* WORK REQUEST
The expected answer is every line from the material below that has the word "RacerConfig".

* DATA EXTRACT
[Start of Attachment]

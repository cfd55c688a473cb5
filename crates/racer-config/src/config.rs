use anyhow::{Context, Result};
use racer_core::{AppError, FireRequest};
use serde::{Deserialize, Serialize};
use std::collections::BTreeMap;
use std::path::{Path, PathBuf};

use crate::validate::validate_config;

/// Config file used when no path is given on the command line.
pub const DEFAULT_CONFIG_PATH: &str = "config.json";

pub const DEFAULT_INFO_URL: &str =
    "https://api.bilibili.com/x/activity/bws/online/park/reserve/info";
pub const DEFAULT_RESERVE_URL: &str =
    "https://api.bilibili.com/x/activity/bws/online/park/reserve/do";

/// On-disk format, chosen by file extension.
#[derive(Debug, Clone, Copy, PartialEq, Eq)]
pub enum ConfigFormat {
    Json,
    Toml,
}

impl ConfigFormat {
    /// `.toml` selects TOML; anything else is read as JSON.
    pub fn from_path(path: &Path) -> Self {
        match path.extension().and_then(|ext| ext.to_str()) {
            Some(ext) if ext.eq_ignore_ascii_case("toml") => Self::Toml,
            _ => Self::Json,
        }
    }
}

#[derive(Debug, Clone, Serialize, Deserialize)]
pub struct RacerConfig {
    /// Full cookie string; must carry the `bili_jct` CSRF pair.
    pub cookie: String,
    /// Device identifier substituted into the user agent.
    #[serde(default)]
    pub buvid: String,
    /// Fallback network path, used for one attempt after a rate-limit reply.
    #[serde(default, skip_serializing_if = "Option::is_none")]
    pub proxy: Option<String>,
    /// Reservation id (as a string) -> ticket id.
    #[serde(default)]
    pub job: BTreeMap<String, String>,
    #[serde(default = "default_reserve_dates")]
    pub reserve_dates: Vec<String>,
    /// SNTP servers; `None` uses the built-in list.
    #[serde(default, skip_serializing_if = "Option::is_none")]
    pub ntp_servers: Option<Vec<String>>,
    #[serde(default = "default_audit_path")]
    pub audit_path: PathBuf,
    #[serde(default)]
    pub endpoints: EndpointsConfig,
    #[serde(default)]
    pub racing: RacingConfig,
}

fn default_reserve_dates() -> Vec<String> {
    ["20240712", "20240713", "20240714"]
        .iter()
        .map(|d| d.to_string())
        .collect()
}

fn default_audit_path() -> PathBuf {
    PathBuf::from("response.txt")
}

#[derive(Debug, Clone, PartialEq, Eq, Serialize, Deserialize)]
pub struct EndpointsConfig {
    #[serde(default = "default_info_url")]
    pub info_url: String,
    #[serde(default = "default_reserve_url")]
    pub reserve_url: String,
}

fn default_info_url() -> String {
    DEFAULT_INFO_URL.to_string()
}

fn default_reserve_url() -> String {
    DEFAULT_RESERVE_URL.to_string()
}

impl Default for EndpointsConfig {
    fn default() -> Self {
        Self {
            info_url: default_info_url(),
            reserve_url: default_reserve_url(),
        }
    }
}

/// Timing knobs for racing tasks.
#[derive(Debug, Clone, PartialEq, Eq, Serialize, Deserialize)]
pub struct RacingConfig {
    /// Fixed delay before retrying after a backoff-class reply.
    #[serde(default = "default_backoff_ms")]
    pub backoff_ms: u64,
    /// Pause after a success so no trailing duplicate call goes out.
    #[serde(default = "default_success_cooldown_ms")]
    pub success_cooldown_ms: u64,
    /// Shortest convergence sleep.
    #[serde(default = "default_min_tick_ms")]
    pub min_tick_ms: u64,
    #[serde(default = "default_request_timeout_ms")]
    pub request_timeout_ms: u64,
}

fn default_backoff_ms() -> u64 {
    500
}

fn default_success_cooldown_ms() -> u64 {
    450
}

fn default_min_tick_ms() -> u64 {
    1
}

fn default_request_timeout_ms() -> u64 {
    10_000
}

impl Default for RacingConfig {
    fn default() -> Self {
        Self {
            backoff_ms: default_backoff_ms(),
            success_cooldown_ms: default_success_cooldown_ms(),
            min_tick_ms: default_min_tick_ms(),
            request_timeout_ms: default_request_timeout_ms(),
        }
    }
}

impl RacerConfig {
    /// Read, parse and validate a config file.
    pub fn load(path: &Path) -> Result<Self> {
        let content = std::fs::read_to_string(path)
            .with_context(|| format!("Failed to read config file: {}", path.display()))?;
        let config = Self::parse(&content, ConfigFormat::from_path(path))
            .with_context(|| format!("Failed to parse config file: {}", path.display()))?;
        validate_config(&config)
            .with_context(|| format!("Invalid config file: {}", path.display()))?;
        Ok(config)
    }

    pub fn parse(content: &str, format: ConfigFormat) -> Result<Self> {
        let config = match format {
            ConfigFormat::Json => serde_json::from_str(content)?,
            ConfigFormat::Toml => toml::from_str(content)?,
        };
        Ok(config)
    }

    /// The fallback path, treating an empty string as unset.
    pub fn fallback_proxy(&self) -> Option<&str> {
        self.proxy
            .as_deref()
            .map(str::trim)
            .filter(|proxy| !proxy.is_empty())
    }

    /// Job pairs ordered by reservation id.
    pub fn jobs(&self) -> Result<Vec<FireRequest>, AppError> {
        let mut jobs = self
            .job
            .iter()
            .map(|(key, ticket)| {
                let slot_id = key
                    .trim()
                    .parse::<i64>()
                    .map_err(|_| AppError::InvalidJobKey(key.clone()))?;
                Ok(FireRequest {
                    slot_id,
                    ticket_id: ticket.trim().to_string(),
                })
            })
            .collect::<Result<Vec<_>, AppError>>()?;
        jobs.sort_by_key(|job| job.slot_id);
        Ok(jobs)
    }
}

#[cfg(test)]
#[path = "config_tests.rs"]
mod tests;
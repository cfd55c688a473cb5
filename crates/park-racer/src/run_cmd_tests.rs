use super::*;
use racer_config::ConfigFormat;
use std::collections::VecDeque;
use std::path::PathBuf;
use std::sync::Mutex;
use tokio::io::{AsyncReadExt, AsyncWriteExt};
use tokio::net::{TcpListener, TcpStream};

const COOKIE_VALUE: &str = "SESSDATA=abc; bili_jct=0123abcd; DedeUserID=42";

const SNAPSHOT: &str = r#"{"code":0,"message":"0","data":{
    "reserve_list":{"20240712":[
        {"reserve_id":6016,"act_title":"Stage A","reserve_begin_time":1720760400,"is_vip_ticket":0},
        {"reserve_id":6018,"act_title":"VIP Lounge","reserve_begin_time":1720760400,"is_vip_ticket":1}
    ]},
    "user_ticket_info":[
        {"ticket":"15111332527932","sku_name":"单日票","screen_name":"7月12日"}
    ]}}"#;

/// Minimal upstream: `/info` answers with `snapshot`, every other path pops
/// the next reservation reply.
struct Upstream {
    base: String,
    requests: Arc<Mutex<Vec<String>>>,
}

impl Upstream {
    async fn start(snapshot: &'static str, replies: Vec<&'static str>) -> Self {
        let listener = TcpListener::bind("127.0.0.1:0").await.unwrap();
        let base = format!("http://{}", listener.local_addr().unwrap());
        let requests = Arc::new(Mutex::new(Vec::new()));
        let replies = Arc::new(Mutex::new(VecDeque::from(replies)));
        let seen = Arc::clone(&requests);
        tokio::spawn(async move {
            loop {
                let Ok((mut stream, _)) = listener.accept().await else {
                    break;
                };
                let request = read_request(&mut stream).await;
                let line = request.lines().next().unwrap_or_default().to_string();
                let body = if line.contains("/info") {
                    snapshot
                } else {
                    replies
                        .lock()
                        .unwrap()
                        .pop_front()
                        .unwrap_or(r#"{"code":76647,"message":"exhausted"}"#)
                };
                seen.lock().unwrap().push(line);
                let response = format!(
                    "HTTP/1.1 200 OK\r\ncontent-type: application/json\r\ncontent-length: {}\r\nconnection: close\r\n\r\n{body}",
                    body.len()
                );
                let _ = stream.write_all(response.as_bytes()).await;
                let _ = stream.shutdown().await;
            }
        });
        Self { base, requests }
    }

    fn request_lines(&self) -> Vec<String> {
        self.requests.lock().unwrap().clone()
    }

    fn reserve_calls(&self) -> usize {
        self.request_lines()
            .iter()
            .filter(|line| line.starts_with("POST /do"))
            .count()
    }
}

async fn read_request(stream: &mut TcpStream) -> String {
    let mut buf = Vec::new();
    let mut chunk = [0u8; 4096];
    loop {
        let n = match stream.read(&mut chunk).await {
            Ok(0) | Err(_) => break,
            Ok(n) => n,
        };
        buf.extend_from_slice(&chunk[..n]);
        if let Some(end) = buf.windows(4).position(|w| w == b"\r\n\r\n") {
            let head = String::from_utf8_lossy(&buf[..end]).to_lowercase();
            let content_length = head
                .lines()
                .find_map(|line| line.strip_prefix("content-length:"))
                .and_then(|value| value.trim().parse::<usize>().ok())
                .unwrap_or(0);
            if buf.len() >= end + 4 + content_length {
                break;
            }
        }
    }
    String::from_utf8_lossy(&buf).into_owned()
}

fn config(base: &str, job: serde_json::Value, audit_path: &Path) -> RacerConfig {
    let json = serde_json::json!({
        "cookie": COOKIE_VALUE,
        "buvid": "XY1234",
        "job": job,
        "ntp_servers": [],
        "audit_path": audit_path,
        "endpoints": {"info_url": format!("{base}/info"), "reserve_url": format!("{base}/do")},
        "racing": {"backoff_ms": 10, "success_cooldown_ms": 10, "request_timeout_ms": 2000}
    });
    RacerConfig::parse(&json.to_string(), ConfigFormat::Json).unwrap()
}

fn audit_lines(path: &Path) -> usize {
    std::fs::read_to_string(path).unwrap().lines().count()
}

#[tokio::test]
async fn test_full_run_reserves_and_audits() {
    let upstream = Upstream::start(SNAPSHOT, vec![r#"{"code":0,"message":"0","ttl":1}"#]).await;
    let dir = tempfile::tempdir().unwrap();
    let audit_path = dir.path().join("response.txt");
    let config = config(
        &upstream.base,
        serde_json::json!({"6016": "15111332527932"}),
        &audit_path,
    );

    let summary = execute(&config, false).await.unwrap().unwrap();

    assert_eq!(summary.succeeded, 1);
    assert_eq!(summary.terminated, 0);
    assert_eq!(summary.skipped, 0);
    assert_eq!(summary.gated_calls, 1);
    assert_eq!(upstream.reserve_calls(), 1);
    assert!(upstream.request_lines()[0].starts_with("GET /info?csrf=0123abcd&reserve_date="));
    assert_eq!(audit_lines(&audit_path), 1);
}

#[tokio::test]
async fn test_dry_run_fires_nothing() {
    let upstream = Upstream::start(SNAPSHOT, Vec::new()).await;
    let dir = tempfile::tempdir().unwrap();
    let audit_path = dir.path().join("response.txt");
    let config = config(
        &upstream.base,
        serde_json::json!({"6016": "15111332527932"}),
        &audit_path,
    );

    assert!(execute(&config, true).await.unwrap().is_none());
    assert_eq!(upstream.reserve_calls(), 0);
    assert!(!audit_path.exists());
}

#[tokio::test]
async fn test_skipped_pairs_are_not_fatal() {
    let upstream = Upstream::start(SNAPSHOT, vec![r#"{"code":0,"message":"0"}"#]).await;
    let dir = tempfile::tempdir().unwrap();
    let config = config(
        &upstream.base,
        serde_json::json!({
            "6016": "15111332527932",
            "6018": "15111332527932",
            "9999": "15111332527932",
            "6017": "NOPE"
        }),
        &dir.path().join("response.txt"),
    );

    let summary = execute(&config, false).await.unwrap().unwrap();

    assert_eq!(summary.succeeded, 1);
    assert_eq!(summary.skipped, 3);
    assert_eq!(upstream.reserve_calls(), 1);
}

#[tokio::test]
async fn test_terminal_reply_ends_task() {
    let upstream = Upstream::start(SNAPSHOT, vec![r#"{"code":75574,"message":"已约满"}"#]).await;
    let dir = tempfile::tempdir().unwrap();
    let config = config(
        &upstream.base,
        serde_json::json!({"6016": "15111332527932"}),
        &dir.path().join("response.txt"),
    );

    let summary = execute(&config, false).await.unwrap().unwrap();

    assert_eq!(summary.terminated, 1);
    assert_eq!(summary.gated_calls, 1);
}

#[tokio::test]
async fn test_rejected_snapshot_is_fatal() {
    let upstream = Upstream::start(r#"{"code":-101,"message":"账号未登录"}"#, Vec::new()).await;
    let dir = tempfile::tempdir().unwrap();
    let config = config(
        &upstream.base,
        serde_json::json!({"6016": "15111332527932"}),
        &dir.path().join("response.txt"),
    );

    let err = execute(&config, false).await.unwrap_err();
    assert!(err.to_string().contains("Cannot race without the reservation snapshot"));
    assert_eq!(upstream.reserve_calls(), 0);
}

#[tokio::test]
async fn test_missing_config_is_fatal() {
    let dir = tempfile::tempdir().unwrap();
    let cli = Cli {
        config: dir.path().join("absent.json"),
        log_dir: None,
        dry_run: false,
    };
    let err = handle_run(&cli).await.unwrap_err();
    assert!(err.to_string().contains("Failed to read config file"));
}

#[tokio::test]
async fn test_invalid_config_is_fatal() {
    let dir = tempfile::tempdir().unwrap();
    let path: PathBuf = dir.path().join("config.json");
    std::fs::write(&path, r#"{"cookie":"SESSDATA=abc","job":{"6016":"T1"}}"#).unwrap();
    let cli = Cli {
        config: path,
        log_dir: None,
        dry_run: true,
    };
    let err = handle_run(&cli).await.unwrap_err();
    assert!(format!("{err:#}").contains("bili_jct"));
}
//! Scheduler: outcome classification, eligibility, convergence wait, the
//! per-target racing state machine and the task launcher.

pub mod classifier;
pub mod convergence;
pub mod eligibility;
pub mod launcher;
pub mod path;
pub mod racing;

#[cfg(test)]
mod test_support;

pub use classifier::{ControlAction, classify, interpret};
pub use convergence::{Deadline, next_wait};
pub use eligibility::{Ineligibility, check_eligibility, is_eligible};
pub use launcher::{Launcher, PlannedTask, RunSummary, SkipReason, plan};
pub use path::PathSelector;
pub use racing::{RaceTarget, RacingSettings, RacingTask, TaskReport, TaskState};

[End of Attachment]

* ANSWER SECTION
pub struct RacerConfig {
impl RacerConfig {
fn config(base: &str, job: serde_json::Value, audit_path: &Path) -> RacerConfig {
    RacerConfig::parse(&json.to_string(), ConfigFormat::Json).unwrap()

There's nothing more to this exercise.